▶ _What this task involves_
Look through the lines below for the word "style", and copy every line that has it.

▶ _Source data_
//! Per-channel state: active flag, backend port handle, port name, and the
//! double-buffered sample staging shared between the backend and guest
//! realtime threads.

use std::cell::UnsafeCell;

use crate::backend::PortHandle;
use crate::convert::{self, SampleFormat};

/// One half of a channel's double-buffered staging, holding samples
/// already converted to the guest's chosen [`SampleFormat`].
///
/// Grounded in spec §4.E step 2: the sample converter runs on the copy
/// *into* staging, not on every later read, so the guest touches its
/// native format directly.
#[derive(Debug, Clone)]
pub enum StagingBuffer {
    /// 32-bit float samples.
    Float32(Vec<f32>),
    /// 32-bit integer samples.
    Int32(Vec<i32>),
    /// 16-bit integer samples.
    Int16(Vec<i16>),
}

impl StagingBuffer {
    /// Allocates a zeroed buffer of `frames` samples in the given format.
    pub fn zeroed(fmt: SampleFormat, frames: usize) -> Self {
        match fmt {
            SampleFormat::Float32LE => StagingBuffer::Float32(vec![0.0; frames]),
            SampleFormat::Int32LE => StagingBuffer::Int32(vec![0; frames]),
            SampleFormat::Int16LE => StagingBuffer::Int16(vec![0; frames]),
        }
    }

    /// Number of samples this half holds.
    pub fn len(&self) -> usize {
        match self {
            StagingBuffer::Float32(v) => v.len(),
            StagingBuffer::Int32(v) => v.len(),
            StagingBuffer::Int16(v) => v.len(),
        }
    }

    /// Whether this half holds zero samples.
    pub fn is_empty(&self) -> bool {
        self.len() == 0
    }

    /// Resets every sample to silence.
    pub fn clear_to_silence(&mut self) {
        match self {
            StagingBuffer::Float32(v) => v.iter_mut().for_each(|s| *s = 0.0),
            StagingBuffer::Int32(v) => v.iter_mut().for_each(|s| *s = 0),
            StagingBuffer::Int16(v) => v.iter_mut().for_each(|s| *s = 0),
        }
    }

    /// Converts `src` (backend-native floats, captured input) into this
    /// half, applying the sample converter.
    pub fn fill_from_backend(&mut self, src: &[f32]) {
        match self {
            StagingBuffer::Float32(v) => v[..src.len()].copy_from_slice(src),
            StagingBuffer::Int32(v) => {
                for (d, &s) in v.iter_mut().zip(src) {
                    *d = convert::f32_to_i32(s);
                }
            }
            StagingBuffer::Int16(v) => {
                for (d, &s) in v.iter_mut().zip(src) {
                    *d = convert::f32_to_i16(s);
                }
            }
        }
    }

    /// Converts this half (guest-produced output) into `dst`
    /// (backend-native floats), applying the reverse converter.
    pub fn drain_to_backend(&self, dst: &mut [f32]) {
        match self {
            StagingBuffer::Float32(v) => dst.copy_from_slice(&v[..dst.len()]),
            StagingBuffer::Int32(v) => {
                for (d, &s) in dst.iter_mut().zip(v) {
                    *d = convert::i32_to_f32(s);
                }
            }
            StagingBuffer::Int16(v) => {
                for (d, &s) in dst.iter_mut().zip(v) {
                    *d = convert::i16_to_f32(s);
                }
            }
        }
    }

    /// Raw pointer to the first sample, for handing to the guest as an
    /// `ASIOBufferInfo`-style buffer pointer. The caller is responsible for
    /// only dereferencing it while it holds the half this cycle assigns it.
    pub fn as_mut_ptr_bytes(&mut self) -> *mut u8 {
        match self {
            StagingBuffer::Float32(v) => v.as_mut_ptr() as *mut u8,
            StagingBuffer::Int32(v) => v.as_mut_ptr() as *mut u8,
            StagingBuffer::Int16(v) => v.as_mut_ptr() as *mut u8,
        }
    }
}

/// The two staging halves for one channel, addressed by `buffer_index`.
///
/// Wrapped in `UnsafeCell` rather than a `Mutex`: the rendezvous protocol
/// (§4.E, §5) already guarantees the backend and guest threads never touch
/// the same half at the same instant, so a lock here would only add
/// uncontended overhead to the hot path. Access outside that protocol is
/// unsound; nothing outside `rendezvous` reaches into this type.
#[derive(Debug)]
pub struct ChannelStaging {
    halves: [UnsafeCell<StagingBuffer>; 2],
}

// Safety: the rendezvous protocol (sem1/sem2 handoff) is the sole access
// path and guarantees disjoint half ownership at every instant (invariant
// 5). No other code reaches `halves` directly.
unsafe impl Sync for ChannelStaging {}

impl ChannelStaging {
    /// Allocates both halves, zeroed, in the given format and frame count.
    pub fn new(fmt: SampleFormat, frames: usize) -> Self {
        ChannelStaging {
            halves: [
                UnsafeCell::new(StagingBuffer::zeroed(fmt, frames)),
                UnsafeCell::new(StagingBuffer::zeroed(fmt, frames)),
            ],
        }
    }

    /// Mutable access to half `index` (0 or 1). Caller must hold exclusive
    /// rendezvous ownership of that half for the duration of the borrow.
    ///
    /// # Safety
    /// Must only be called from the one thread the rendezvous protocol
    /// currently grants ownership of `index` to.
    #[allow(clippy::mut_from_ref)]
    pub unsafe fn half_mut(&self, index: u8) -> &mut StagingBuffer {
        &mut *self.halves[index as usize & 1].get()
    }

    /// Shared access to half `index`. Same safety contract as [`half_mut`](Self::half_mut).
    ///
    /// # Safety
    /// Must only be called from the one thread the rendezvous protocol
    /// currently grants ownership of `index` to.
    pub unsafe fn half(&self, index: u8) -> &StagingBuffer {
        &*self.halves[index as usize & 1].get()
    }
}

/// One guest-visible channel: a port slot plus its staging, in either the
/// input or output set.
#[derive(Debug)]
pub struct IoChannel {
    /// Whether the guest included this channel when allocating buffers.
    pub active: bool,
    /// The backend port registered for this channel, once `open` has run.
    pub port: Option<PortHandle>,
    /// The short name this channel registered its port under (`in_1`,
    /// `out_2`, ...).
    pub port_name: String,
    /// The double-buffered staging this channel hands to the rendezvous.
    pub staging: ChannelStaging,
}

impl IoChannel {
    fn new(port_name: String, fmt: SampleFormat, frames: usize) -> Self {
        IoChannel {
            active: false,
            port: None,
            port_name,
            staging: ChannelStaging::new(fmt, frames),
        }
    }

    /// Replaces this channel's staging in place, keeping its port and
    /// name untouched. Used by `create_buffers` when the negotiated
    /// buffer size or sample format changes — ports are registered once
    /// at `open` and freed only on driver drop (spec §4.B), but staging
    /// is sized to the buffer size and must be re-created whenever that
    /// changes.
    pub fn resize_staging(&mut self, fmt: SampleFormat, frames: usize) {
        self.staging = ChannelStaging::new(fmt, frames);
    }

    /// Pointer to the first byte of staging half `index`, for handing to
    /// the guest as an `ASIOBufferInfo`-style buffer pointer at
    /// `create_buffers`. Only sound to call before the rendezvous core
    /// this channel belongs to is running — afterwards, the half is
    /// owned by whichever realtime thread the protocol currently grants
    /// it to.
    pub fn staging_ptr(&self, index: u8) -> *mut u8 {
        // Safety: called only from `create_buffers`, before `start` ever
        // marks the rendezvous core running, so no realtime thread holds
        // either half yet.
        unsafe { self.staging.half_mut(index).as_mut_ptr_bytes() }
    }
}

/// The fixed-size input and output channel arrays allocated at
/// `create_buffers` time, and re-created on every call (old staging is
/// simply dropped — see spec §4.B).
#[derive(Debug)]
pub struct ChannelSet {
    /// Input (capture) channels, one per configured input capacity.
    pub inputs: Vec<IoChannel>,
    /// Output (playback) channels, one per configured output capacity.
    pub outputs: Vec<IoChannel>,
}

impl ChannelSet {
    /// Allocates `n_in` input and `n_out` output channels, each named
    /// `<prefix>in_<k>` / `<prefix>out_<k>` (1-indexed), with zeroed
    /// staging sized for `frames` samples in `fmt`. Ports are not yet
    /// registered — that happens in `crate::driver` once a backend client
    /// handle exists.
    pub fn allocate(
        n_in: usize,
        n_out: usize,
        fmt: SampleFormat,
        frames: usize,
        input_prefix: &str,
        output_prefix: &str,
    ) -> Self {
        let inputs = (1..=n_in)
            .map(|k| IoChannel::new(format!("{input_prefix}{k}"), fmt, frames))
            .collect();
        let outputs = (1..=n_out)
            .map(|k| IoChannel::new(format!("{output_prefix}{k}"), fmt, frames))
            .collect();
        ChannelSet { inputs, outputs }
    }

    /// Marks exactly the channels named in `active_in`/`active_out`
    /// (0-indexed) as active; every other channel stays registered but
    /// inactive and is skipped on the hot path. This is the only mutation
    /// `activate` performs (spec §4.B).
    pub fn activate(&mut self, active_in: &[usize], active_out: &[usize]) {
        for ch in self.inputs.iter_mut() {
            ch.active = false;
        }
        for ch in self.outputs.iter_mut() {
            ch.active = false;
        }
        for &i in active_in {
            if let Some(ch) = self.inputs.get_mut(i) {
                ch.active = true;
            }
        }
        for &i in active_out {
            if let Some(ch) = self.outputs.get_mut(i) {
                ch.active = true;
            }
        }
    }

    /// Count of currently active input channels.
    pub fn active_input_count(&self) -> usize {
        self.inputs.iter().filter(|c| c.active).count()
    }

    /// Count of currently active output channels.
    pub fn active_output_count(&self) -> usize {
        self.outputs.iter().filter(|c| c.active).count()
    }

    /// Re-sizes every channel's staging for a new buffer size/format,
    /// leaving ports and names untouched. Called from `create_buffers`.
    pub fn resize_staging(&mut self, fmt: SampleFormat, frames: usize) {
        for ch in self.inputs.iter_mut().chain(self.outputs.iter_mut()) {
            ch.resize_staging(fmt, frames);
        }
    }

    /// Zeroes both halves of every channel's staging. Called by `start`
    /// before priming (spec §4.E) — safe to call from a control-plane
    /// thread because no backend cycle touches staging until the
    /// rendezvous core is marked running.
    pub fn clear_all_staging(&mut self) {
        for ch in self.inputs.iter_mut().chain(self.outputs.iter_mut()) {
            // Safety: called only from `start`, before `reset_for_start`
            // flips the rendezvous core to running, so no realtime
            // thread holds either half concurrently.
            unsafe {
                ch.staging.half_mut(0).clear_to_silence();
                ch.staging.half_mut(1).clear_to_silence();
            }
        }
    }
}

#[cfg(test)]
mod tests {
    use super::*;

    #[test]
    fn allocate_names_channels_one_indexed() {
        let set = ChannelSet::allocate(2, 3, SampleFormat::Float32LE, 64, "input_", "output_");
        assert_eq!(set.inputs[0].port_name, "input_1");
        assert_eq!(set.inputs[1].port_name, "input_2");
        assert_eq!(set.outputs[2].port_name, "output_3");
    }

    #[test]
    fn activate_marks_only_listed_channels() {
        let mut set = ChannelSet::allocate(2, 2, SampleFormat::Float32LE, 64, "input_", "output_");
        set.activate(&[0], &[0, 1]);
        assert!(set.inputs[0].active);
        assert!(!set.inputs[1].active);
        assert!(set.outputs[0].active);
        assert!(set.outputs[1].active);
        assert_eq!(set.active_input_count(), 1);
        assert_eq!(set.active_output_count(), 2);
    }

    #[test]
    fn staging_round_trips_through_int16_format() {
        let staging = ChannelStaging::new(SampleFormat::Int16LE, 4);
        let input = [0.5f32, -0.5, 0.0, 0.25];
        unsafe {
            staging.half_mut(0).fill_from_backend(&input);
            let mut out = [0.0f32; 4];
            staging.half(0).drain_to_backend(&mut out);
            for (a, b) in input.iter().zip(out.iter()) {
                assert!((a - b).abs() < 1.0 / 32000.0);
            }
        }
    }
}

▶ _Your solution_
    /// `ASIOBufferInfo`-style buffer pointer. The caller is responsible for
    /// the guest as an `ASIOBufferInfo`-style buffer pointer at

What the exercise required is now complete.